Multiple sclerosis (MS) is a chronic inflammatory autoimmune disease of the central nervous system (CNS) in which demyelination and neurodegeneration occur. The immune system of MS patients is characterized by a disturbance in the balance between pro- and anti-inflammatory immune cells, in which the innate and acquired immune systems are involved. Dimethyl fumarate (DMF) was licensed in 2013 as a first-line oral treatment for relapsing-remitting (RR) MS patients. DMF alters the phenotype of circulating immune cells and induces lymphopenia in MS patients. The nicotinic acetylcholine receptor is a transmembrane allosteric protein that mediates the transmission of chemoelectric signals throughout the nervous system by opening an intrinsic ion channel. The aim of this study is to investigate the effects of DMF drug administration on the gene expression profile of nicotinic receptors in patients with relapsing-remitting multiple sclerosis. Methods: Faycol was used to extract PBMCs.
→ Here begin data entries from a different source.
// thread.rs - Ink strand between a drip and the droplet it just shed
//
// Short lived: it thins, stretches and pinches in the middle, then snaps.

use crate::animation::{EntityId, FrameEvents};

pub const LIFESPAN_MIN: f32 = 0.25;
pub const LIFESPAN_MAX: f32 = 0.45;
const MIN_LENGTH: f32 = 0.01;
const STRETCH: f32 = 0.15;

#[derive(Clone, Debug, PartialEq)]
pub struct Thread {
    pub id: EntityId,
    /// Index of the drip the strand hangs from.
    pub drip: usize,
    /// Droplet at the loose end. May merge or leave before the strand snaps.
    pub droplet: Option<EntityId>,
    pub start: (f32, f32),
    pub end: (f32, f32),
    pub base_width: f32,
    pub age: f32,
    pub lifespan: f32,
    pub phase: f32,
}

impl Thread {
    pub fn ratio(&self) -> f32 {
        (self.age / self.lifespan).clamp(0.0, 1.0)
    }

    pub fn is_spent(&self) -> bool {
        self.age >= self.lifespan
    }

    pub fn width(&self) -> f32 {
        self.base_width * (1.0 - self.ratio()).powf(1.5)
    }

    /// How much the middle narrows: grows as the strand ages.
    pub fn pinch(&self) -> f32 {
        0.3 + 0.6 * self.ratio()
    }

    pub fn length(&self) -> f32 {
        let (dx, dy) = (self.end.0 - self.start.0, self.end.1 - self.start.1);
        (dx * dx + dy * dy).sqrt().max(MIN_LENGTH) * (1.0 + STRETCH * self.ratio())
    }

    /// Rotation that points the downward-hanging mesh at `end`.
    pub fn angle(&self) -> f32 {
        let (dx, dy) = (self.end.0 - self.start.0, self.end.1 - self.start.1);
        dx.atan2(-dy)
    }
}

/// Age every strand and release the spent ones.
pub fn age_threads(threads: &mut Vec<Thread>, dt: f32, events: &mut FrameEvents) {
    threads.retain_mut(|t| {
        t.age += dt;
        if t.is_spent() {
            events.release(t.id);
            false
        } else {
            true
        }
    });
}

#[cfg(test)]
mod tests {
    use super::*;

    fn thread(age: f32) -> Thread {
        Thread {
            id: EntityId(5),
            drip: 0,
            droplet: None,
            start: (0.0, 0.0),
            end: (0.0, -0.2),
            base_width: 0.04,
            age,
            lifespan: 0.3,
            phase: 0.0,
        }
    }

    #[test]
    fn thins_and_stretches_with_age() {
        let young = thread(0.0);
        let old = thread(0.25);
        assert!(old.width() < young.width());
        assert!(old.length() > young.length());
        assert!(old.pinch() > young.pinch());
    }

    #[test]
    fn straight_down_needs_no_rotation() {
        assert!(thread(0.0).angle().abs() < 1e-6);
        let mut sideways = thread(0.0);
        sideways.end = (0.2, 0.0);
        assert!((sideways.angle() - std::f32::consts::FRAC_PI_2).abs() < 1e-6);
    }

    #[test]
    fn released_once_spent() {
        let mut threads = vec![thread(0.0), thread(0.29)];
        let mut events = FrameEvents::default();
        age_threads(&mut threads, 0.02, &mut events);
        assert_eq!(threads.len(), 1);
        assert_eq!(events.released, vec![EntityId(5)]);
    }
}
// animation.rs - What the presenter needs from a background effect
//
// An animation owns its simulation state and describes its drawable shapes;
// it never touches the graphics API. Entities come and go through
// `FrameEvents` so the presenter can allocate and free GPU resources.

use crate::color::Color;
use crate::mesh::MeshSpec;
use crate::viewport::Viewport;

/// Identity of one drawable entity. Never reused within a world.
#[derive(Clone, Copy, Debug, PartialEq, Eq, Hash, PartialOrd, Ord)]
pub struct EntityId(pub u32);

/// Hands out fresh ids.
#[derive(Clone, Debug, Default)]
pub struct IdAllocator {
    next: u32,
}

impl IdAllocator {
    pub fn next(&mut self) -> EntityId {
        let id = EntityId(self.next);
        self.next += 1;
        id
    }
}

#[derive(Clone, Copy, Debug, PartialEq)]
pub enum Material {
    /// Glossy flowing ink.
    Ink { color: Color },
    /// Full-screen vortex rings.
    Vortex,
    /// Additive radial glow.
    Glow { color: Color },
    /// Translucent flat color; per-vertex alpha.
    Line { color: Color },
}

#[derive(Clone, Copy, Debug, PartialEq)]
pub struct Transform {
    pub x: f32,
    pub y: f32,
    /// Draw order, larger is in front.
    pub z: f32,
    pub rotation: f32,
    pub scale_x: f32,
    pub scale_y: f32,
}

impl Transform {
    pub const IDENTITY: Transform = Transform { x: 0.0, y: 0.0, z: 0.0, rotation: 0.0, scale_x: 1.0, scale_y: 1.0 };

    pub fn at(x: f32, y: f32, z: f32) -> Self {
        Self { x, y, z, ..Self::IDENTITY }
    }
}

impl Default for Transform {
    fn default() -> Self {
        Self::IDENTITY
    }
}

/// One live shape as the presenter sees it.
#[derive(Clone, Copy, Debug)]
pub struct ShapeRef<'a> {
    pub id: EntityId,
    pub material: Material,
    pub transform: Transform,
    /// Shader time for this shape.
    pub phase: f32,
    pub mesh: MeshSpec<'a>,
}

/// Entity churn produced by one step.
#[derive(Clone, Debug, Default, PartialEq)]
pub struct FrameEvents {
    pub spawned: Vec<EntityId>,
    pub released: Vec<EntityId>,
}

impl FrameEvents {
    pub fn clear(&mut self) {
        self.spawned.clear();
        self.released.clear();
    }

    pub fn spawn(&mut self, id: EntityId) {
        self.spawned.push(id);
    }

    /// An entity spawned and released inside the same step never reaches
    /// the presenter.
    pub fn release(&mut self, id: EntityId) {
        if let Some(pos) = self.spawned.iter().position(|&s| s == id) {
            self.spawned.swap_remove(pos);
        } else {
            self.released.push(id);
        }
    }
}

pub trait Animation {
    fn name(&self) -> &'static str;

    fn background(&self) -> Color;

    /// Advance the simulation by `dt` seconds.
    fn step(&mut self, dt: f32, events: &mut FrameEvents);

    /// Container size changed. Must not reset the simulation.
    fn set_viewport(&mut self, viewport: Viewport);

    /// Pointer position in normalized device coordinates.
    fn pointer_moved(&mut self, _x: f32, _y: f32) {}

    /// Visit every live shape, back to front.
    fn visit_shapes(&self, visit: &mut dyn FnMut(ShapeRef<'_>));
}

/// Lets the host pick the effect at runtime.
impl<T: Animation + ?Sized> Animation for Box<T> {
    fn name(&self) -> &'static str { (**self).name() }
    fn background(&self) -> Color { (**self).background() }
    fn step(&mut self, dt: f32, events: &mut FrameEvents) { (**self).step(dt, events) }
    fn set_viewport(&mut self, viewport: Viewport) { (**self).set_viewport(viewport) }
    fn pointer_moved(&mut self, x: f32, y: f32) { (**self).pointer_moved(x, y) }
    fn visit_shapes(&self, visit: &mut dyn FnMut(ShapeRef<'_>)) { (**self).visit_shapes(visit) }
}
After the isolation of PBMCs, cellular RNA was extracted using Trizol and cDNA was synthesized from the cDNA synthesis kit. Then, using quantitative real-time PCR, changes in the expression profile of different genes of different nicotinic receptors including beta two, alpha five, alpha seven, alpha nine and alpha ten subunits were studied. Results: The results of the experiment showed that the expression level of beta 2 and alpha 9 subionite in the samples of the group receiving DMF drug was significantly reduced compared to the group without receiving the drug. Also, the mRNA expression of subunit alpha 10 in the patient group has significantly decreased in comparison to the patient group and also in the comparison of the receiving group with the group without medication.